The price of prescription meds sold in Canada is drastically less virtually without exception when compared to the United States. Companies selling meds in Canada over Internet pharmacies and the like are making huge profits from international sales, and have cultivated the vastly growing monster that is the prescription drug market. Of course, the counterfeit drug boogeyman is often sent out by interested American parties, making it sound like Canadian drugs are made by a couple of toque wearing, beer swilling, Bob and Doug Mackenzie types, but for the vast majority of cases, this just isn't true.
The question becomes, what do you do if you're an American and you suffer from an illness which requires you to be dependent on prescription drugs to function in your normal, productive way, and yet you can't afford the ever increasing rates that are being saddled to nearly all forms of medications. What do you do if you need to pay so much for meds every month that you can't afford to kept the heat on in your apartment, or you can't afford to eat as healthy as you should because your shelling out all your cash in the pharmacy instead of in the grocery store? And what if there was a ray of hope just across the border where you could go to pick up the medications you desperately need at a massively reduced price, so that you could get back to spending your money on the basic necessities of life that don't come in form of pills.

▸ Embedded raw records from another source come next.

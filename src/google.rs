//! Google Maps Platform HTTP adapters for the planner's collaborators.
//!
//! All calls are blocking. Each client method maps one service request; the
//! planner decides what a failure means.

use std::env;
use std::thread;
use std::time::Duration;

use serde::de::DeserializeOwned;
use serde::{Deserialize, Serialize};
use tracing::{debug, warn};

use crate::error::CollaboratorError;
use crate::geo::Coordinate;
use crate::places::RawPlace;
use crate::traits::{Geocoder, ImageFinder, LocationProvider, PlaceSearch, RouteLeg, RouteProvider};

/// Pause between nearby-search requests.
pub const DEFAULT_PLACE_DELAY: Duration = Duration::from_secs(2);

/// Results requested per place type.
const PLACES_PER_TYPE: usize = 20;

const ROUTES_FIELD_MASK: &str = "routes.distanceMeters,routes.duration";
const PLACES_FIELD_MASK: &str = "places.displayName,places.accessibilityOptions,places.location,places.currentOpeningHours,places.id";

#[derive(Debug, Clone)]
pub struct GoogleConfig {
    pub api_key: String,
    /// Custom search engine id used for image lookups.
    pub search_engine_id: String,
    pub timeout_secs: u64,
    pub place_delay: Duration,
    pub routes_url: String,
    pub geocode_url: String,
    pub geolocation_url: String,
    pub places_url: String,
    pub image_search_url: String,
}

impl Default for GoogleConfig {
    fn default() -> Self {
        Self {
            api_key: String::new(),
            search_engine_id: String::new(),
            timeout_secs: 10,
            place_delay: DEFAULT_PLACE_DELAY,
            routes_url: "https://routes.googleapis.com/directions/v2:computeRoutes".to_string(),
            geocode_url: "https://maps.googleapis.com/maps/api/geocode/json".to_string(),
            geolocation_url: "https://www.googleapis.com/geolocation/v1/geolocate".to_string(),
            places_url: "https://places.googleapis.com/v1/places:searchNearby".to_string(),
            image_search_url: "https://www.googleapis.com/customsearch/v1".to_string(),
        }
    }
}

impl GoogleConfig {
    /// Read `API_KEY` (required) and `SEARCH_ID` (optional) from the environment.
    pub fn from_env() -> Result<Self, env::VarError> {
        Ok(Self {
            api_key: env::var("API_KEY")?,
            search_engine_id: env::var("SEARCH_ID").unwrap_or_default(),
            ..Self::default()
        })
    }
}

#[derive(Debug, Clone)]
pub struct GoogleClient {
    config: GoogleConfig,
    client: reqwest::blocking::Client,
}

impl GoogleClient {
    pub fn new(config: GoogleConfig) -> Result<Self, reqwest::Error> {
        let client = reqwest::blocking::Client::builder()
            .timeout(Duration::from_secs(config.timeout_secs))
            .build()?;

        Ok(Self { config, client })
    }

    pub fn config(&self) -> &GoogleConfig {
        &self.config
    }

    fn search_place_type(
        &self,
        place_type: &str,
        center: Coordinate,
        radius_m: f64,
    ) -> Result<Vec<RawPlace>, CollaboratorError> {
        let response = self
            .client
            .post(&self.config.places_url)
            .header("X-Goog-Api-Key", &self.config.api_key)
            .header("X-Goog-FieldMask", PLACES_FIELD_MASK)
            .json(&nearby_request(place_type, center, radius_m))
            .send()?;

        let body: NearbySearchResponse = read_json(response)?;
        Ok(body.places)
    }
}

impl RouteProvider for GoogleClient {
    fn compute_route(
        &self,
        origin: Coordinate,
        destination: Coordinate,
    ) -> Result<RouteLeg, CollaboratorError> {
        let response = self
            .client
            .post(&self.config.routes_url)
            .header("X-Goog-Api-Key", &self.config.api_key)
            .header("X-Goog-FieldMask", ROUTES_FIELD_MASK)
            .json(&route_request(origin, destination))
            .send()?;

        leg_from_response(read_json(response)?)
    }
}

impl Geocoder for GoogleClient {
    fn geocode(&self, address: &str) -> Result<Coordinate, CollaboratorError> {
        let response = self
            .client
            .get(&self.config.geocode_url)
            .query(&[("address", address), ("key", self.config.api_key.as_str())])
            .send()?;

        let body: GeocodeResponse = read_json(response)?;
        body.results
            .into_iter()
            .next()
            .ok_or(CollaboratorError::EmptyResponse)
            .and_then(|result| result.geometry.location.coordinate())
    }
}

impl LocationProvider for GoogleClient {
    fn current_location(&self) -> Result<Coordinate, CollaboratorError> {
        let response = self
            .client
            .post(&self.config.geolocation_url)
            .query(&[("key", self.config.api_key.as_str())])
            .json(&serde_json::json!({}))
            .send()?;

        let body: GeolocationResponse = read_json(response)?;
        body.location
            .ok_or(CollaboratorError::EmptyResponse)
            .and_then(|location| location.coordinate())
    }
}

impl PlaceSearch for GoogleClient {
    /// One request per place type; places are de-duplicated by id and capped
    /// at `max_results`. A failed place type is skipped.
    fn search_nearby(
        &self,
        keywords: &[String],
        center: Coordinate,
        radius_m: f64,
        max_results: usize,
    ) -> Result<Vec<RawPlace>, CollaboratorError> {
        let mut places: Vec<RawPlace> = Vec::new();

        for (i, place_type) in keywords.iter().enumerate() {
            if places.len() >= max_results {
                break;
            }
            if i > 0 && !self.config.place_delay.is_zero() {
                thread::sleep(self.config.place_delay);
            }

            let found = match self.search_place_type(place_type, center, radius_m) {
                Ok(found) => found,
                Err(err) => {
                    warn!(place_type = %place_type, error = %err, "nearby search failed");
                    continue;
                }
            };
            merge_places(&mut places, found, max_results);
        }

        debug!(types = keywords.len(), places = places.len(), "nearby search finished");
        Ok(places)
    }
}

impl ImageFinder for GoogleClient {
    fn find_representative_image(&self, query: &str) -> Result<Option<String>, CollaboratorError> {
        let response = self
            .client
            .get(&self.config.image_search_url)
            .query(&[
                ("key", self.config.api_key.as_str()),
                ("cx", self.config.search_engine_id.as_str()),
                ("q", query),
                ("searchType", "image"),
                ("num", "1"),
            ])
            .send()?;

        let body: ImageSearchResponse = read_json(response)?;
        Ok(body.items.into_iter().next().map(|item| item.link))
    }
}

fn read_json<T: DeserializeOwned>(response: reqwest::blocking::Response) -> Result<T, CollaboratorError> {
    let status = response.status();
    if !status.is_success() {
        return Err(CollaboratorError::Status {
            status: status.as_u16(),
        });
    }
    Ok(response.json::<T>()?)
}

/// Append places with unseen ids until `max_results` is reached. Places
/// without an id are dropped.
fn merge_places(places: &mut Vec<RawPlace>, found: Vec<RawPlace>, max_results: usize) {
    for place in found {
        if places.len() >= max_results {
            break;
        }
        let Some(id) = place.id.as_deref() else {
            continue;
        };
        if places.iter().any(|seen| seen.id.as_deref() == Some(id)) {
            continue;
        }
        places.push(place);
    }
}

// ============================================================================
// Routes API
// ============================================================================

#[derive(Debug, Serialize)]
#[serde(rename_all = "camelCase")]
struct ComputeRoutesRequest {
    origin: RouteWaypoint,
    destination: RouteWaypoint,
    routing_preference: &'static str,
}

#[derive(Debug, Serialize)]
struct RouteWaypoint {
    location: RouteLocation,
}

#[derive(Debug, Serialize)]
#[serde(rename_all = "camelCase")]
struct RouteLocation {
    lat_lng: LatLng,
}

#[derive(Debug, Serialize)]
struct LatLng {
    latitude: f64,
    longitude: f64,
}

impl From<Coordinate> for RouteWaypoint {
    fn from(c: Coordinate) -> Self {
        Self {
            location: RouteLocation {
                lat_lng: LatLng {
                    latitude: c.lat,
                    longitude: c.lon,
                },
            },
        }
    }
}

fn route_request(origin: Coordinate, destination: Coordinate) -> ComputeRoutesRequest {
    ComputeRoutesRequest {
        origin: origin.into(),
        destination: destination.into(),
        routing_preference: "TRAFFIC_AWARE",
    }
}

#[derive(Debug, Deserialize)]
struct ComputeRoutesResponse {
    #[serde(default)]
    routes: Vec<RouteBody>,
}

#[derive(Debug, Deserialize)]
#[serde(rename_all = "camelCase")]
struct RouteBody {
    #[serde(default)]
    distance_meters: f64,
    duration: Option<DurationValue>,
}

/// Route duration, either plain seconds or a string such as `"754s"`.
#[derive(Debug, Clone, PartialEq, Deserialize)]
#[serde(untagged)]
enum DurationValue {
    Seconds(f64),
    Text(String),
}

impl DurationValue {
    fn seconds(&self) -> Result<f64, CollaboratorError> {
        match self {
            DurationValue::Seconds(secs) => Ok(*secs),
            DurationValue::Text(text) => {
                let trimmed = text.trim();
                let digits = trimmed.strip_suffix('s').unwrap_or(trimmed);
                digits
                    .parse::<f64>()
                    .map_err(|_| CollaboratorError::Malformed(format!("duration {:?}", text)))
            }
        }
    }
}

fn leg_from_response(body: ComputeRoutesResponse) -> Result<RouteLeg, CollaboratorError> {
    let route = body
        .routes
        .into_iter()
        .next()
        .ok_or(CollaboratorError::EmptyResponse)?;

    let duration_seconds = match route.duration {
        Some(duration) => duration.seconds()?,
        None => 0.0,
    };

    Ok(RouteLeg {
        distance_meters: route.distance_meters,
        duration_seconds,
    })
}

// ============================================================================
// Places, geocoding, geolocation, image search
// ============================================================================

#[derive(Debug, Serialize)]
#[serde(rename_all = "camelCase")]
struct NearbySearchRequest {
    included_types: Vec<String>,
    max_result_count: usize,
    location_restriction: LocationRestriction,
}

#[derive(Debug, Serialize)]
struct LocationRestriction {
    circle: Circle,
}

#[derive(Debug, Serialize)]
struct Circle {
    center: LatLng,
    radius: f64,
}

fn nearby_request(place_type: &str, center: Coordinate, radius_m: f64) -> NearbySearchRequest {
    NearbySearchRequest {
        included_types: vec![place_type.to_string()],
        max_result_count: PLACES_PER_TYPE,
        location_restriction: LocationRestriction {
            circle: Circle {
                center: LatLng {
                    latitude: center.lat,
                    longitude: center.lon,
                },
                radius: radius_m,
            },
        },
    }
}

#[derive(Debug, Deserialize)]
struct NearbySearchResponse {
    #[serde(default)]
    places: Vec<RawPlace>,
}

#[derive(Debug, Deserialize)]
struct GeocodeResponse {
    #[serde(default)]
    results: Vec<GeocodeResult>,
}

#[derive(Debug, Deserialize)]
struct GeocodeResult {
    geometry: Geometry,
}

#[derive(Debug, Deserialize)]
struct Geometry {
    location: LatLngLiteral,
}

#[derive(Debug, Deserialize)]
struct LatLngLiteral {
    lat: Option<f64>,
    lng: Option<f64>,
}

impl LatLngLiteral {
    fn coordinate(&self) -> Result<Coordinate, CollaboratorError> {
        Coordinate::from_parts(self.lat, self.lng)
            .ok_or_else(|| CollaboratorError::Malformed("location without lat/lng".to_string()))
    }
}

#[derive(Debug, Deserialize)]
struct GeolocationResponse {
    location: Option<LatLngLiteral>,
}

#[derive(Debug, Deserialize)]
struct ImageSearchResponse {
    #[serde(default)]
    items: Vec<ImageItem>,
}

#[derive(Debug, Deserialize)]
struct ImageItem {
    link: String,
}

This is not a fable, it's not a scary bedtime story; it's real life, and it's a problem that affects a growing number of honest, hardworking Americans as the years pass by and the prices go up and up. And as the years pass by in one's own life, the amount of drugs we have to take rises exponentially, which means that the biggest sufferers from the high cost of prescription drugs is usually senior citizens. Seniors will usually have to take some form of drug each day, depending on how healthy they are, and depending on the amount of money they still have coming in. As a person approaches retirement, the money spent on prescription drugs can start to realize itself as a serious financial burden, meaning that often the only chance for a person of advanced age to continue to get the meds they need is to buy them from Canada.
On the other side of the proverbial coin, there is the question of what kind of situation this puts Canada in, as its stock of prescription medication this site is whittled away by foreign buyers who have no other place to turn. Will a depleted stock of meds be a cause of concern for the Canadian patient, who wants to be allowed to continue the same tradition of getting prescription meds as he or she has been used to? Buying meds from Canada is a contentious issue in contentious times, and with argumentative parties on both sides of the border, one that will likely continue to be discussed.